British Parliament: Queen Elizabeth II lives too lavishly

British Parliament: Queen Elizabeth II lives too lavishly
British Parliament: Queen Elizabeth II lives too lavishly

British people love roy alty and their queen – but it costs too much. According to a parliamentary report, the Queen is living beyond her means. Now the Audit Committee has criticized the spending of the royal household.

The report of the 'Public Accounts Committee' states that the royal family generates too little revenue and has too much expenditure. The energy costs in particular are extremely high in the outdated palaces. The royal family receives a kind of basic remuneration of around 37 million euros a year from tax money. There are also donations that are intended for special purposes. In addition, the royal family also has its own income.

This financing model has only existed since 2012 and is strictly monitored by the Ministry of Finance in theory. But the practice looks different: The controls are too lax, criticizes the parliament. According to the report, the palace is said to have exceeded its budget by a total of 2.8 million euros in the past financial year. The Chair of the Public Accounts Committee, Margaret Hodge, sees "great potential for savings" in spending.

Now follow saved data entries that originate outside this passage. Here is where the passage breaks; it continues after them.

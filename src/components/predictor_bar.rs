//! Predictor Bar Component
//!
//! Free-text hint with debounced auto-detect; suggestions select an intent
//! but never submit.

use std::rc::Rc;

use composer_core::{PredictRequest, Prediction, Predictor};
use gloo_timers::future::TimeoutFuture;
use leptos::prelude::*;
use leptos::task::spawn_local;

use crate::api::HttpApi;
use crate::context::AppContext;
use crate::store::{store_select_intent, use_app_store, AppStateStoreFields, AppStore};

fn percent_label(confidence: Option<u8>) -> String {
    confidence.map(|c| format!(" {}%", c)).unwrap_or_default()
}

/// Map a predicted label onto a catalog intent (by id, then label)
fn resolve(store: AppStore, label: &str) -> Option<(String, String)> {
    store
        .catalog()
        .read_untracked()
        .resolve(label)
        .map(|intent| (intent.name.clone(), intent.label.clone()))
}

#[component]
pub fn PredictorBar() -> impl IntoView {
    let ctx = use_context::<AppContext>().expect("AppContext should be provided");
    let store = use_app_store();
    let predictor = StoredValue::new_local(Rc::new(Predictor::new()));

    let (to, set_to) = signal(String::new());
    let (subject, set_subject) = signal(String::new());
    let (hint, set_hint) = signal(String::new());

    let on_hint = move |text: String| {
        set_hint.set(text.clone());
        let request = PredictRequest { to: to.get_untracked(), subject: subject.get_untracked(), body_hint: text };
        let predictor = predictor.get_value();
        let config = ctx.config();
        spawn_local(async move {
            let api = HttpApi::new(config.clone());
            let sleep = TimeoutFuture::new(config.predict_debounce_ms);
            if let Some(prediction) = predictor.hint_changed(&api, request, sleep).await {
                store.prediction().set(prediction);
            }
        });
    };

    let choose = move |label: String| {
        match resolve(store, &label) {
            Some((name, _)) => store_select_intent(&store, Some(name)),
            None => log::warn!("prediction {:?} matches no intent", label),
        }
    };

    let best = move || {
        let prediction: Prediction = store.prediction().get();
        let label = prediction.label?;
        let shown = resolve(store, &label).map_or_else(|| label.clone(), |(_, shown)| shown);
        Some((label, shown, prediction.confidence))
    };

    view! {
        <section class="predictor-bar">
            <div class="predictor-inputs">
                <input
                    type="text"
                    class="predictor-to"
                    placeholder="To"
                    prop:value=move || to.get()
                    on:input=move |ev| set_to.set(event_target_value(&ev))
                />
                <input
                    type="text"
                    class="predictor-subject"
                    placeholder="Subject"
                    prop:value=move || subject.get()
                    on:input=move |ev| set_subject.set(event_target_value(&ev))
                />
                <input
                    type="text"
                    class="predictor-hint"
                    placeholder="Describe the message you need…"
                    prop:value=move || hint.get()
                    on:input=move |ev| on_hint(event_target_value(&ev))
                />
            </div>
            <div class="predictor-result">
                {move || best().map(|(label, shown, confidence)| view! {
                    <button type="button" class="predictor-best" on:click=move |_| choose(label.clone())>
                        {shown}
                        <span class="predictor-confidence">{percent_label(confidence)}</span>
                    </button>
                })}
                {move || store.prediction().get().message.map(|message| view! {
                    <span class="predictor-message">{message}</span>
                })}
                <For
                    each=move || store.prediction().get().candidates
                    key=|candidate| candidate.label.clone()
                    children=move |candidate| {
                        let label = candidate.label.clone();
                        let shown = resolve(store, &candidate.label)
                            .map_or_else(|| candidate.label.clone(), |(_, shown)| shown);
                        view! {
                            <button type="button" class="predictor-chip" on:click=move |_| choose(label.clone())>
                                {shown}
                                <span class="predictor-confidence">{percent_label(candidate.confidence)}</span>
                            </button>
                        }
                    }
                />
            </div>
        </section>
    }
}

The result of the high expenses: The palace had to use the reserves, which shrank to a historic low of around 1.2 million euros last year. Another annoyance: A third of the buildings managed by the palace are dilapidated. As of March 2012, her condition was "below what the royal household considers appropriate," Hodge said.

One way to replenish the budget would be to open Buckingham Palace more often to visitors from around the world. The palace is currently only open to the public 78 days a year and attracts around 500,000 visitors. That's not much compared to the Tower of London, which is visited by two million tourists every year. With the extension of the opening days of the palace, the income from the entrance fees would also be higher. Or the Queen has to be more economical.